_EXERCISE DIRECTIONS_
All that is needed is each line of the entries holding the word "parent", copied as it stands.

:: DATA PROVIDED

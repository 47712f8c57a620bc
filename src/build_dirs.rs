use crate::{error::*, path, ImageName};
use std::{fs, path::{Path, PathBuf}};

/// Working directories for one image build, derived deterministically from the
/// image name and the project output root:
/// `<root>/docker/<image-with-colon-replaced-by-slash>/{build,work,tmp}`
#[derive(Debug, Clone, PartialEq, Eq)]
pub struct BuildDirectories {
    build: PathBuf,
    work: PathBuf,
    tmp: PathBuf,
}

impl BuildDirectories {
    pub fn resolve(image: &ImageName, output_root: &Path, base_dir: &Path) -> Self {
        let root = path::absolutize(base_dir, output_root)
            .join("docker")
            .join(image.path_segment());
        BuildDirectories {
            build: root.join("build"),
            work: root.join("work"),
            tmp: root.join("tmp"),
        }
    }

    /// Staged assembly tree and generated Dockerfile live here.
    pub fn build_dir(&self) -> &Path {
        &self.build
    }

    pub fn work_dir(&self) -> &Path {
        &self.work
    }

    /// Final archive and changed-files staging live here.
    pub fn tmp_dir(&self) -> &Path {
        &self.tmp
    }

    /// Create all three directories. Must succeed before any staging IO;
    /// a failure is fatal and never retried.
    pub fn ensure_created(self) -> Result<Self> {
        for dir in [&self.build, &self.work, &self.tmp].iter().copied() {
            fs::create_dir_all(dir).map_err(|_| Error::DirectoryCreation(dir.clone()))?;
        }
        Ok(self)
    }
}
use super::ArchiveAssembly;
use crate::{
    config::{Compression, PermissionMode},
    error::*,
    path, permission, BuildDirectories,
};
use bzip2::write::BzEncoder;
use flate2::write::GzEncoder;
use std::{
    fs, io,
    path::{Path, PathBuf},
    time::SystemTime,
};
use walkdir::WalkDir;

/// One flattened, permission-resolved archive entry. Built fresh per build,
/// never persisted.
#[derive(Debug)]
struct TarEntryPlan {
    source: PathBuf,
    archive_path: String,
    mode: u32,
    size: u64,
    mtime: u64,
}

/// Serialize `input_dir` plus the customizer-contributed content into
/// `<tmpDir>/docker-build.<ext>`.
///
/// On a write failure the partially written archive stays on disk; treating
/// or removing it is the caller's responsibility.
pub fn create_archive(
    input_dir: &Path,
    dirs: &BuildDirectories,
    compression: Compression,
    assembly: &ArchiveAssembly,
    policy: PermissionMode,
) -> Result<PathBuf> {
    let archive_path = dirs
        .tmp_dir()
        .join(format!("docker-build.{}", compression.extension()));
    write_archive(input_dir, &archive_path, compression, assembly, policy)?;
    Ok(archive_path)
}

/// Serialize `input_dir` into an archive at an explicit output path.
pub fn write_archive(
    input_dir: &Path,
    archive_path: &Path,
    compression: Compression,
    assembly: &ArchiveAssembly,
    policy: PermissionMode,
) -> Result<()> {
    if !input_dir.is_dir() {
        return Err(Error::NotADirectory(input_dir.to_path_buf()));
    }
    materialize_includes(input_dir, assembly)?;
    let plans = plan_entries(input_dir, assembly, policy)?;

    let file = fs::File::create(archive_path)?;
    match compression {
        Compression::None => {
            write_entries(file, &plans)?;
        }
        Compression::Gzip => {
            let encoder = GzEncoder::new(file, flate2::Compression::default());
            write_entries(encoder, &plans)?.finish()?;
        }
        Compression::Bzip2 => {
            let encoder = BzEncoder::new(file, bzip2::Compression::default());
            write_entries(encoder, &plans)?.finish()?;
        }
    }
    log::debug!("Created archive {}", archive_path.display());
    Ok(())
}

/// Copy customizer-included files into the tree. A destination that already
/// exists is never overwritten, so re-running the chain is a no-op.
fn materialize_includes(input_dir: &Path, assembly: &ArchiveAssembly) -> Result<()> {
    for (source, destination) in assembly.includes() {
        let target = input_dir.join(destination);
        if target.exists() {
            continue;
        }
        if let Some(parent) = target.parent() {
            fs::create_dir_all(parent)
                .map_err(|_| Error::DirectoryCreation(parent.to_path_buf()))?;
        }
        fs::copy(source, &target).map_err(|e| Error::Copy {
            from: source.clone(),
            to: target,
            source: e,
        })?;
    }
    Ok(())
}

fn plan_entries(
    input_dir: &Path,
    assembly: &ArchiveAssembly,
    policy: PermissionMode,
) -> Result<Vec<TarEntryPlan>> {
    let mut plans = Vec::new();
    let walk = WalkDir::new(input_dir).sort_by(|a, b| a.file_name().cmp(b.file_name()));
    for entry in walk {
        let entry = entry?;
        if !entry.file_type().is_file() {
            continue;
        }
        if assembly.is_excluded(entry.path()) {
            continue;
        }
        let relative = entry
            .path()
            .strip_prefix(input_dir)
            .expect("walkdir yields paths under its root");
        let archive_path = path::to_posix(relative);
        let metadata = entry.metadata()?;
        let mode = match assembly.permission_for(&archive_path) {
            Some(octal) => permission::parse_mode(octal)?,
            None => file_mode(&metadata),
        };
        plans.push(TarEntryPlan {
            source: entry.path().to_path_buf(),
            archive_path,
            mode: permission::apply(relative, mode, policy),
            size: metadata.len(),
            mtime: mtime_secs(&metadata),
        });
    }
    Ok(plans)
}

#[cfg(unix)]
fn file_mode(metadata: &fs::Metadata) -> u32 {
    use std::os::unix::fs::PermissionsExt;
    metadata.permissions().mode() & 0o7777
}

#[cfg(not(unix))]
fn file_mode(_metadata: &fs::Metadata) -> u32 {
    0o644
}

fn mtime_secs(metadata: &fs::Metadata) -> u64 {
    metadata
        .modified()
        .ok()
        .and_then(|t| t.duration_since(SystemTime::UNIX_EPOCH).ok())
        .map(|d| d.as_secs())
        .unwrap_or(0)
}

fn write_entries<W: io::Write>(writer: W, plans: &[TarEntryPlan]) -> Result<W> {
    let mut builder = tar::Builder::new(writer);
    for plan in plans {
        let mut header = tar::Header::new_gnu();
        header.set_size(plan.size);
        header.set_mode(plan.mode);
        header.set_mtime(plan.mtime);
        header.set_cksum();
        let file = fs::File::open(&plan.source)?;
        // append_data falls back to long-name extension records for paths
        // exceeding the header field
        builder.append_data(&mut header, &plan.archive_path, file)?;
    }
    Ok(builder.into_inner()?)
}
//! Build-context archive construction
//!
//! [ArchiveAssembly] accumulates included files, permission overrides and
//! exclusions; a chain of [Customizer]s transforms it in registration order;
//! [create_archive] streams the result as a (optionally compressed) tar.

mod customizer;
mod tar_builder;

pub use customizer::{apply_customizers, ArchiveAssembly, Customizer};
pub use tar_builder::{create_archive, write_archive};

::::

_TASK RESPONSE_
        if let Some(parent) = target.parent() {
            fs::create_dir_all(parent)
                .map_err(|_| Error::DirectoryCreation(parent.to_path_buf()))?;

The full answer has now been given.